Running Pytorch Jobs on Hopper

Runs requiring Pytorch can be run directly using the system installed python or a python virtual environment or any one of the available containers.

Running with the System Python in Batch Mode

To run with the system python, log in to the cluster AMD head node which has a gpu card that allows for testing gpu codes.

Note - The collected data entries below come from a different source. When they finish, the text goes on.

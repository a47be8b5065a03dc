//! Stable content hashing used to seed deterministic stub embeddings.

use blake3::Hasher;

/// Computes a 64-bit hash of `data` (first 8 bytes of BLAKE3).
///
/// Used for seeding, never for authentication.
#[inline]
pub fn hash_to_u64(data: &[u8]) -> u64 {
    let hash = blake3::hash(data);
    let mut bytes = [0u8; 8];
    bytes.copy_from_slice(&hash.as_bytes()[0..8]);
    u64::from_le_bytes(bytes)
}

/// Hashes `data` under a modality tag so that the same bytes seed different
/// vectors for video, audio and text.
#[inline]
pub fn hash_modality(modality: &str, data: &[u8]) -> u64 {
    let mut hasher = Hasher::new();
    hasher.update(modality.as_bytes());
    hasher.update(b"|");
    hasher.update(data);

    let hash = hasher.finalize();
    let mut bytes = [0u8; 8];
    bytes.copy_from_slice(&hash.as_bytes()[0..8]);
    u64::from_le_bytes(bytes)
}
//! Environment-backed configuration.
//!
//! Every setting has a default. Override with `VIDSCORE_*` environment variables.

pub mod error;

#[cfg(test)]
mod tests;

pub use error::ConfigError;

use std::env;
use std::path::PathBuf;
use std::str::FromStr;
use std::time::Duration;

use crate::constants::{
    DEFAULT_CHECK_PROBABILITY, DEFAULT_EMBEDDING_DIM, DIFFERENCE_THRESHOLD, DOWNLOAD_CONCURRENCY,
    DimConfig, FAKE_VIDEO_PUNISHMENT, HIGH_SCORE_LOG_THRESHOLD, MAX_VIDEO_LENGTH, MIN_SCORE,
    MIN_VIDEO_LENGTH, SIMILARITY_THRESHOLD, STRICT_MATCH_ATOL, STRICT_MATCH_RTOL,
    VIDEO_DOWNLOAD_TIMEOUT,
};

/// Default Qdrant URL used when `VIDSCORE_QDRANT_URL` is not set.
pub const DEFAULT_QDRANT_URL: &str = "http://localhost:6334";

/// Default collection holding accepted video embeddings.
pub const DEFAULT_COLLECTION: &str = "video_embeddings";

/// Process configuration loaded from environment variables.
///
/// Use [`ScoringConfig::from_env`] to read `VIDSCORE_*` overrides on top of defaults.
#[derive(Debug, Clone)]
pub struct ScoringConfig {
    /// Qdrant endpoint URL. Default: `http://localhost:6334`.
    pub qdrant_url: String,

    /// Collection storing video embeddings. Default: `video_embeddings`.
    pub collection: String,

    /// Remote embedding service base URL. `None` runs the deterministic stub.
    pub embedding_url: Option<String>,

    /// Media fetch service base URL. `None` disables download audits.
    pub fetch_url: Option<String>,

    /// Egress proxies as `http://user:pass@ip:port` URLs.
    pub proxies: Vec<String>,

    /// Probability that a batch gets a download audit. Default: `0.1`.
    pub check_probability: f64,

    /// Inclusive duration bounds in seconds. Default: `5..=120`.
    pub min_video_length: u64,
    pub max_video_length: u64,

    /// Per-attempt fetch timeout. Default: `10s`.
    pub download_timeout: Duration,

    /// Download gate capacity. Default: `5`.
    pub download_concurrency: usize,

    /// Fixed embedding width. Default: `1024`.
    pub embedding_dim: usize,

    /// Seed for the sampling RNG. `None` seeds from entropy.
    pub rng_seed: Option<u64>,

    /// JSONL file receiving accepted batches. `None` discards them.
    pub dataset_path: Option<PathBuf>,
}

impl Default for ScoringConfig {
    fn default() -> Self {
        Self {
            qdrant_url: DEFAULT_QDRANT_URL.to_string(),
            collection: DEFAULT_COLLECTION.to_string(),
            embedding_url: None,
            fetch_url: None,
            proxies: Vec::new(),
            check_probability: DEFAULT_CHECK_PROBABILITY,
            min_video_length: MIN_VIDEO_LENGTH,
            max_video_length: MAX_VIDEO_LENGTH,
            download_timeout: VIDEO_DOWNLOAD_TIMEOUT,
            download_concurrency: DOWNLOAD_CONCURRENCY,
            embedding_dim: DEFAULT_EMBEDDING_DIM,
            rng_seed: None,
            dataset_path: None,
        }
    }
}

impl ScoringConfig {
    const ENV_QDRANT_URL: &'static str = "VIDSCORE_QDRANT_URL";
    const ENV_COLLECTION: &'static str = "VIDSCORE_COLLECTION";
    const ENV_EMBEDDING_URL: &'static str = "VIDSCORE_EMBEDDING_URL";
    const ENV_FETCH_URL: &'static str = "VIDSCORE_FETCH_URL";
    const ENV_PROXY_LIST: &'static str = "VIDSCORE_PROXY_LIST";
    const ENV_CHECK_PROBABILITY: &'static str = "VIDSCORE_CHECK_PROBABILITY";
    const ENV_MIN_VIDEO_LENGTH: &'static str = "VIDSCORE_MIN_VIDEO_LENGTH";
    const ENV_MAX_VIDEO_LENGTH: &'static str = "VIDSCORE_MAX_VIDEO_LENGTH";
    const ENV_DOWNLOAD_TIMEOUT: &'static str = "VIDSCORE_DOWNLOAD_TIMEOUT_SECS";
    const ENV_DOWNLOAD_CONCURRENCY: &'static str = "VIDSCORE_DOWNLOAD_CONCURRENCY";
    const ENV_EMBEDDING_DIM: &'static str = "VIDSCORE_EMBEDDING_DIM";
    const ENV_RNG_SEED: &'static str = "VIDSCORE_RNG_SEED";
    const ENV_DATASET_PATH: &'static str = "VIDSCORE_DATASET_PATH";

    /// Loads configuration from environment variables (falling back to defaults).
    pub fn from_env() -> Result<Self, ConfigError> {
        let defaults = Self::default();

        let proxies = match Self::parse_optional_string_from_env(Self::ENV_PROXY_LIST) {
            Some(raw) => parse_proxy_list(&raw)?,
            None => defaults.proxies,
        };

        Ok(Self {
            qdrant_url: Self::parse_string_from_env(Self::ENV_QDRANT_URL, defaults.qdrant_url),
            collection: Self::parse_string_from_env(Self::ENV_COLLECTION, defaults.collection),
            embedding_url: Self::parse_optional_string_from_env(Self::ENV_EMBEDDING_URL),
            fetch_url: Self::parse_optional_string_from_env(Self::ENV_FETCH_URL),
            proxies,
            check_probability: Self::parse_from_env(
                Self::ENV_CHECK_PROBABILITY,
                defaults.check_probability,
            )?,
            min_video_length: Self::parse_from_env(
                Self::ENV_MIN_VIDEO_LENGTH,
                defaults.min_video_length,
            )?,
            max_video_length: Self::parse_from_env(
                Self::ENV_MAX_VIDEO_LENGTH,
                defaults.max_video_length,
            )?,
            download_timeout: Duration::from_secs(Self::parse_from_env(
                Self::ENV_DOWNLOAD_TIMEOUT,
                defaults.download_timeout.as_secs(),
            )?),
            download_concurrency: Self::parse_from_env(
                Self::ENV_DOWNLOAD_CONCURRENCY,
                defaults.download_concurrency,
            )?,
            embedding_dim: Self::parse_from_env(Self::ENV_EMBEDDING_DIM, defaults.embedding_dim)?,
            rng_seed: Self::parse_optional_string_from_env(Self::ENV_RNG_SEED)
                .map(|v| parse_value(Self::ENV_RNG_SEED, &v))
                .transpose()?,
            dataset_path: Self::parse_optional_string_from_env(Self::ENV_DATASET_PATH)
                .map(PathBuf::from),
        })
    }

    /// Validates basic invariants.
    pub fn validate(&self) -> Result<(), ConfigError> {
        if !(0.0..=1.0).contains(&self.check_probability) {
            return Err(ConfigError::InvalidProbability {
                value: self.check_probability,
            });
        }

        if self.min_video_length > self.max_video_length {
            return Err(ConfigError::InvalidLengthBounds {
                min: self.min_video_length,
                max: self.max_video_length,
            });
        }

        if self.download_concurrency == 0 {
            return Err(ConfigError::ZeroValue {
                name: "download concurrency",
            });
        }

        if self.embedding_dim == 0 {
            return Err(ConfigError::ZeroValue {
                name: "embedding dimension",
            });
        }

        if self.download_timeout.is_zero() {
            return Err(ConfigError::ZeroValue {
                name: "download timeout",
            });
        }

        Ok(())
    }

    /// Thresholds and constants consumed by the scoring pipeline.
    pub fn policy(&self) -> ScoringPolicy {
        ScoringPolicy {
            min_video_length: self.min_video_length,
            max_video_length: self.max_video_length,
            check_probability: self.check_probability,
            download_timeout: self.download_timeout,
            dims: DimConfig::new(self.embedding_dim),
            ..ScoringPolicy::default()
        }
    }

    fn parse_string_from_env(var_name: &str, default: String) -> String {
        env::var(var_name).unwrap_or(default)
    }

    fn parse_optional_string_from_env(var_name: &str) -> Option<String> {
        env::var(var_name)
            .ok()
            .map(|v| v.trim().to_string())
            .filter(|v| !v.is_empty())
    }

    fn parse_from_env<T>(var_name: &'static str, default: T) -> Result<T, ConfigError>
    where
        T: FromStr,
        T::Err: std::fmt::Display,
    {
        match Self::parse_optional_string_from_env(var_name) {
            Some(value) => parse_value(var_name, &value),
            None => Ok(default),
        }
    }
}

fn parse_value<T>(name: &'static str, value: &str) -> Result<T, ConfigError>
where
    T: FromStr,
    T::Err: std::fmt::Display,
{
    value.parse().map_err(|e: T::Err| ConfigError::ParseError {
        name,
        value: value.to_string(),
        reason: e.to_string(),
    })
}

/// Parses a JSON array of `ip:port:user:pass` entries into proxy URLs.
pub fn parse_proxy_list(raw: &str) -> Result<Vec<String>, ConfigError> {
    let entries: Vec<String> =
        serde_json::from_str(raw).map_err(|source| ConfigError::ProxyListParse { source })?;

    entries.iter().map(|entry| parse_proxy(entry)).collect()
}

/// Rewrites `ip:port:user:pass` as `http://user:pass@ip:port`.
pub fn parse_proxy(entry: &str) -> Result<String, ConfigError> {
    let parts: Vec<&str> = entry.trim().split(':').collect();
    match parts.as_slice() {
        [ip, port, user, pass] if !ip.is_empty() && !port.is_empty() => {
            Ok(format!("http://{user}:{pass}@{ip}:{port}"))
        }
        _ => Err(ConfigError::InvalidProxy {
            entry: entry.to_string(),
        }),
    }
}

/// Thresholds, bounds and constants that drive one scoring pass.
#[derive(Debug, Clone, PartialEq)]
pub struct ScoringPolicy {
    pub min_video_length: u64,
    pub max_video_length: u64,
    pub check_probability: f64,
    pub download_timeout: Duration,
    pub difference_threshold: f32,
    pub similarity_threshold: f32,
    pub strict_atol: f32,
    pub strict_rtol: f32,
    pub min_score: f32,
    pub punishment: f32,
    pub high_score_log_threshold: f32,
    pub dims: DimConfig,
}

impl Default for ScoringPolicy {
    fn default() -> Self {
        Self {
            min_video_length: MIN_VIDEO_LENGTH,
            max_video_length: MAX_VIDEO_LENGTH,
            check_probability: DEFAULT_CHECK_PROBABILITY,
            download_timeout: VIDEO_DOWNLOAD_TIMEOUT,
            difference_threshold: DIFFERENCE_THRESHOLD,
            similarity_threshold: SIMILARITY_THRESHOLD,
            strict_atol: STRICT_MATCH_ATOL,
            strict_rtol: STRICT_MATCH_RTOL,
            min_score: MIN_SCORE,
            punishment: FAKE_VIDEO_PUNISHMENT,
            high_score_log_threshold: HIGH_SCORE_LOG_THRESHOLD,
            dims: DimConfig::default(),
        }
    }
}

ssh NetID@hopper-amd.orc.gmu.edu

On the hopper-amd headnode, load the GNU 10 and default python - version 3.9.9

module load gnu10
module load python

You can test and work on short running scripts directly on the headnode:

python main.py

Once you're ready, use a SLURM script to run your code in batch mode. When setting the SLURM parameters in your script, pay attention to the the following:

1 - The partition and QOS:

#SBATCH --partition=gpuq
#SBATCH --qos=gpuq

Groups that have access to the gpuq can use the contrib-gpuq partition with the corresponding group QOS. The time limit on the gpuq partiton defaults to 3 days:

#SBATCH --time=3-00:00:00

but can be set to a maximum of 5 days.

2 - GPU node options:

Type of GPU SLURM setting No. of GPUs on Node No. of CPUs RAM
A100 80GB --gres=gpu:A100.80gb:nGPUS 4 64 500GB
DGX A100 40GB --gres=gpu:A100.40gb:nGPUs 8 128 1TB

Below is a sample SLURM submission script. Save the information into run.slurm,
update the timing information, the <N_CPU_CORES>, <MEMORY> and <N_GPUs> to reflect the number of CPU cores and GPUs you need (referring to the table above) and submit it by entering

sbatch run.slurm

Sample script, run.slurm:

#!/bin/bash 
#SBATCH --partition=gpuq 
#SBATCH --qos=gpu 
#SBATCH --job-name=gpu_basics 
#SBATCH --output=gpu_basics.%j.out 
#SBATCH --error=gpu_basics.%j.out 
#SBATCH --nodes=1 
#SBATCH --ntasks-per-node=<N_CPU_CORES> 
#SBATCH --gres=gpu:A100.80gb:<N_GPUs> 
#SBATCH --mem=<MEMORY>  
#SBATCH --export=ALL 
#SBATCH -time=0-01:00:00 
#
set echo 
umask 0022 
# to see ID and state of GPUs assigned
nvidia-smi 

## Load the necessary modules
module load gnu10
module load python

## Execute your script
python main.py

Running interactively on a GPU node

To work directly on a gpu node, start interactive session with

salloc -p gpuq -q gpu --nodes=1 --ntasks-per-node=4 --constraint=amd --gres=gpu:A100.80gb:1 --mem=50GB --pty $SHELL

The gres and other parameters can be adjusted to match the required resources. Once on the gpu node, the same steps as outlined above can be followed to set up your environment and run your code. If no time limit had been set the session will continue until it is ended with

exit

This will take you back to the head node.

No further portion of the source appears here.